Your assignment: Lines from the entries below that hold "available" form the answer; copy all of them.

Stored items:
________________

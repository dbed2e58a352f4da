//! Thread-safe bounded queue for interleaved `i16` samples.
//!
//! Used in two places:
//! - stdin/network producer → [`crate::source::QueuedSource`]
//! - playback worker → CPAL callback (the blocking-write facade in [`crate::cpal_host`])
//!
//! Shutdown is deterministic: `close()` wakes every waiter and producers stop early.

use std::collections::VecDeque;
use std::sync::{Condvar, Mutex, MutexGuard};
use std::time::{Duration, Instant};

/// Bounded FIFO of interleaved samples.
///
/// ## Design
/// - Multiple producers / multiple consumers.
/// - Bounded by `max_buffered_samples` to cap memory and latency.
/// - A single [`Condvar`] signals any state change; the `done` flag lives under the same
///   mutex as the samples to avoid lost wakeups.
pub struct SampleQueue {
    channels: usize,
    inner: Mutex<QueueInner>,
    cv: Condvar,
    max_buffered_samples: usize,
}

struct QueueInner {
    queue: VecDeque<i16>,
    done: bool,
}

/// Queue capacity in **samples** for `frames` frames of `channels` channels.
pub fn capacity_for(frames: usize, channels: usize) -> usize {
    frames.max(1).saturating_mul(channels.max(1))
}

impl SampleQueue {
    pub fn new(channels: usize, max_buffered_samples: usize) -> Self {
        Self {
            channels: channels.max(1),
            inner: Mutex::new(QueueInner {
                queue: VecDeque::with_capacity(max_buffered_samples),
                done: false,
            }),
            cv: Condvar::new(),
            max_buffered_samples: max_buffered_samples.max(1),
        }
    }

    fn lock(&self) -> MutexGuard<'_, QueueInner> {
        self.inner.lock().unwrap_or_else(|e| e.into_inner())
    }

    pub fn channels(&self) -> usize {
        self.channels
    }

    /// Capacity in frames.
    pub fn max_frames(&self) -> usize {
        self.max_buffered_samples / self.channels
    }

    /// Buffered frames (best-effort snapshot).
    pub fn len_frames(&self) -> usize {
        self.lock().queue.len() / self.channels
    }

    /// Free space in frames (best-effort snapshot).
    pub fn free_frames(&self) -> usize {
        let queued = self.lock().queue.len();
        self.max_buffered_samples.saturating_sub(queued) / self.channels
    }

    pub fn is_done(&self) -> bool {
        self.lock().done
    }

    /// Mark the queue as finished and wake all waiters. Idempotent.
    pub fn close(&self) {
        self.lock().done = true;
        self.cv.notify_all();
    }

    /// Drop everything buffered.
    pub fn clear(&self) {
        self.lock().queue.clear();
        self.cv.notify_all();
    }

    /// Push samples, blocking while the queue is full.
    ///
    /// Returns the number of samples accepted; less than `samples.len()` only when the
    /// queue was closed while waiting.
    pub fn push_blocking(&self, samples: &[i16]) -> usize {
        self.push_until(samples, None)
    }

    /// Like [`SampleQueue::push_blocking`], but gives up once no space has been freed
    /// for `timeout`.
    pub fn push_timeout(&self, samples: &[i16], timeout: Duration) -> usize {
        self.push_until(samples, Some(timeout))
    }

    fn push_until(&self, samples: &[i16], stall: Option<Duration>) -> usize {
        let mut offset = 0;

        while offset < samples.len() {
            let mut g = self.lock();
            let deadline = stall.map(|t| Instant::now() + t);
            while g.queue.len() >= self.max_buffered_samples && !g.done {
                match deadline {
                    None => g = self.cv.wait(g).unwrap_or_else(|e| e.into_inner()),
                    Some(deadline) => {
                        let now = Instant::now();
                        if now >= deadline {
                            return offset;
                        }
                        let (ng, _timeout) = self
                            .cv
                            .wait_timeout(g, deadline - now)
                            .unwrap_or_else(|e| e.into_inner());
                        g = ng;
                    }
                }
            }
            if g.done {
                return offset;
            }

            let room = self.max_buffered_samples - g.queue.len();
            let take = room.min(samples.len() - offset);
            g.queue.extend(&samples[offset..offset + take]);
            offset += take;

            drop(g);
            self.cv.notify_all();
        }
        offset
    }

    /// Pop exactly `frames` frames into `out` without blocking.
    ///
    /// Returns `false` and leaves the queue untouched when fewer frames are buffered.
    pub fn pop_exact(&self, out: &mut [i16], frames: usize) -> bool {
        let want = frames * self.channels;
        if out.len() < want {
            return false;
        }
        let mut g = self.lock();
        if g.queue.len() < want {
            return false;
        }
        for (dst, src) in out[..want].iter_mut().zip(g.queue.drain(..want)) {
            *dst = src;
        }
        drop(g);
        self.cv.notify_all();
        true
    }

    /// Pop up to `out.len()` samples (whole frames only) without blocking.
    ///
    /// Returns the number of samples copied.
    pub fn pop_into(&self, out: &mut [i16]) -> usize {
        let mut g = self.lock();
        let available = g.queue.len() - g.queue.len() % self.channels;
        let take = available.min(out.len() - out.len() % self.channels);
        if take == 0 {
            return 0;
        }
        for (dst, src) in out[..take].iter_mut().zip(g.queue.drain(..take)) {
            *dst = src;
        }
        drop(g);
        self.cv.notify_all();
        take
    }

    /// Block until the queue is empty or `timeout` elapses. Returns `true` when empty.
    pub fn wait_until_empty(&self, timeout: Duration) -> bool {
        let deadline = Instant::now() + timeout;
        let mut g = self.lock();
        while !g.queue.is_empty() {
            let now = Instant::now();
            if now >= deadline {
                return false;
            }
            let (ng, _timeout) = self
                .cv
                .wait_timeout(g, deadline - now)
                .unwrap_or_else(|e| e.into_inner());
            g = ng;
        }
        true
    }
}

________________

Response to the task:
        let available = g.queue.len() - g.queue.len() % self.channels;
        let take = available.min(out.len() - out.len() % self.channels);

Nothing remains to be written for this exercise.